The mineral Boron reduces lung cancer risk in women
Researchers from the University of Texas M. D. Anderson Cancer Center in Houston report that a higher intake of boron in the diet may protect women from developing lung cancer. They explain that dietary boron may play a role in defending against the initiation of cancer that could be triggered by inflammation. Boron is ubiquitous in the food supply. According to the report, the top ten dietary sources of boron include coffee, wine, apples and pears, peanut butter and peanuts, grapes, orange juice, salads, beans, bananas, and broccoli.

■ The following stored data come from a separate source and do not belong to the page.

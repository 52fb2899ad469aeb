use super::app_config::{LogLevel, TokenBackend};
use crate::domain::entities::LabelKind;
use clap::{Args, Parser, Subcommand};
use std::path::PathBuf;

#[derive(Debug, Parser)]
#[command(
    name = "dispensa",
    version,
    about = "Pantry management from the terminal",
    long_about = None
)]
/// Command-line arguments.
pub struct CliArgs {
    /// Configuration file path.
    #[arg(short, long, value_name = "PATH", global = true)]
    pub config: Option<PathBuf>,

    /// Log file path.
    #[arg(long, value_name = "PATH", global = true)]
    pub log_path: Option<PathBuf>,

    /// Log verbosity level.
    #[arg(long, value_enum, global = true)]
    pub log_level: Option<LogLevel>,

    /// API base URL.
    #[arg(long, env = "DISPENSA_API_URL", global = true)]
    pub api_url: Option<String>,

    /// Request timeout in seconds.
    #[arg(long, value_name = "SECS", global = true)]
    pub timeout: Option<u64>,

    /// Where to keep the session token.
    #[arg(long, value_enum, global = true)]
    pub token_store: Option<TokenBackend>,

    /// Answer yes to confirmation prompts.
    #[arg(short = 'y', long, global = true)]
    pub yes: bool,

    /// Subcommand to run.
    #[command(subcommand)]
    pub command: Command,
}

/// Top-level subcommands.
#[derive(Debug, Subcommand)]
pub enum Command {
    /// Log in and store the session token.
    Login(LoginArgs),
    /// Create an account and store the session token.
    Register(RegisterArgs),
    /// Forget the stored session token.
    Logout,
    /// Show whether a session is stored and who it belongs to.
    Status,
    /// Manage food groups, locations, warehouses and cookbooks.
    #[command(subcommand)]
    Labels(LabelsCommand),
    /// Show or edit the account profile.
    #[command(subcommand)]
    Profile(ProfileCommand),
    /// List items expiring soon.
    Home(HomeArgs),
}

/// Log in and store the session token.
#[derive(Debug, Args)]
pub struct LoginArgs {
    /// Account email.
    #[arg(short, long)]
    pub email: String,

    /// Account password; prompted for when omitted.
    #[arg(long, env = "DISPENSA_PASSWORD", hide_env_values = true)]
    pub password: Option<String>,
}

/// Create an account and store the session token.
#[derive(Debug, Args)]
pub struct RegisterArgs {
    /// Account email.
    #[arg(short, long)]
    pub email: String,

    /// Account password; prompted for when omitted.
    #[arg(long, env = "DISPENSA_PASSWORD", hide_env_values = true)]
    pub password: Option<String>,

    /// First name.
    #[arg(long)]
    pub username: String,

    /// Last name.
    #[arg(long)]
    pub surname: String,

    /// Phone number.
    #[arg(long)]
    pub phone: Option<String>,
}

/// Manage food groups, locations, warehouses and cookbooks.
#[derive(Debug, Subcommand)]
pub enum LabelsCommand {
    /// List labels; all categories when none is given.
    List {
        /// Category to show.
        category: Option<LabelKind>,
    },
    /// Create a label.
    Add {
        /// Category.
        category: LabelKind,
        /// Label name.
        name: String,
    },
    /// Rename a label.
    Rename {
        /// Category.
        category: LabelKind,
        /// Label id.
        id: String,
        /// New name.
        name: String,
    },
    /// Delete a label after confirmation.
    Remove {
        /// Category.
        category: LabelKind,
        /// Label id.
        id: String,
    },
}

/// Show or edit the account profile.
#[derive(Debug, Subcommand)]
pub enum ProfileCommand {
    /// Show the profile.
    Show,
    /// Change profile fields.
    Update {
        /// First name.
        #[arg(long)]
        name: Option<String>,
        /// Last name.
        #[arg(long)]
        surname: Option<String>,
        /// Email.
        #[arg(long)]
        email: Option<String>,
        /// Phone number; an empty value clears it.
        #[arg(long)]
        phone: Option<String>,
    },
}

/// List items expiring soon.
#[derive(Debug, Args)]
pub struct HomeArgs {
    /// JSON file with `[{ "id", "name", "expiryDate" }]` items.
    #[arg(long, value_name = "PATH")]
    pub items: Option<PathBuf>,

    /// Show items expiring within this many days.
    #[arg(long, value_name = "DAYS")]
    pub window: Option<i64>,
}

The researchers examined the associations between lung cancer risk in women and either boron consumption or hormone replacement therapy (HRT); known to reduce lung cancer risk -- using data from an ongoing study. Compared to the highest intake of boron, the lowest intake was associated with a 92 % increased risk of developing lung cancer.
This trend was more apparent among women younger than 60 years and among heavier women. HRT use was associated with a 31% reduction in lung cancer risk, the researchers note.
The highest risk for lung cancer was seen among women with low boron levels who did not use HRT and were older than 60 years, the investigators say. "Our findings suggest that boron from food sources in the typical US diet, with or without HRT use, offers protection against lung cancer in women,". The study is published in the May 1st, 2008 issue of the American Journal of Epidemiology.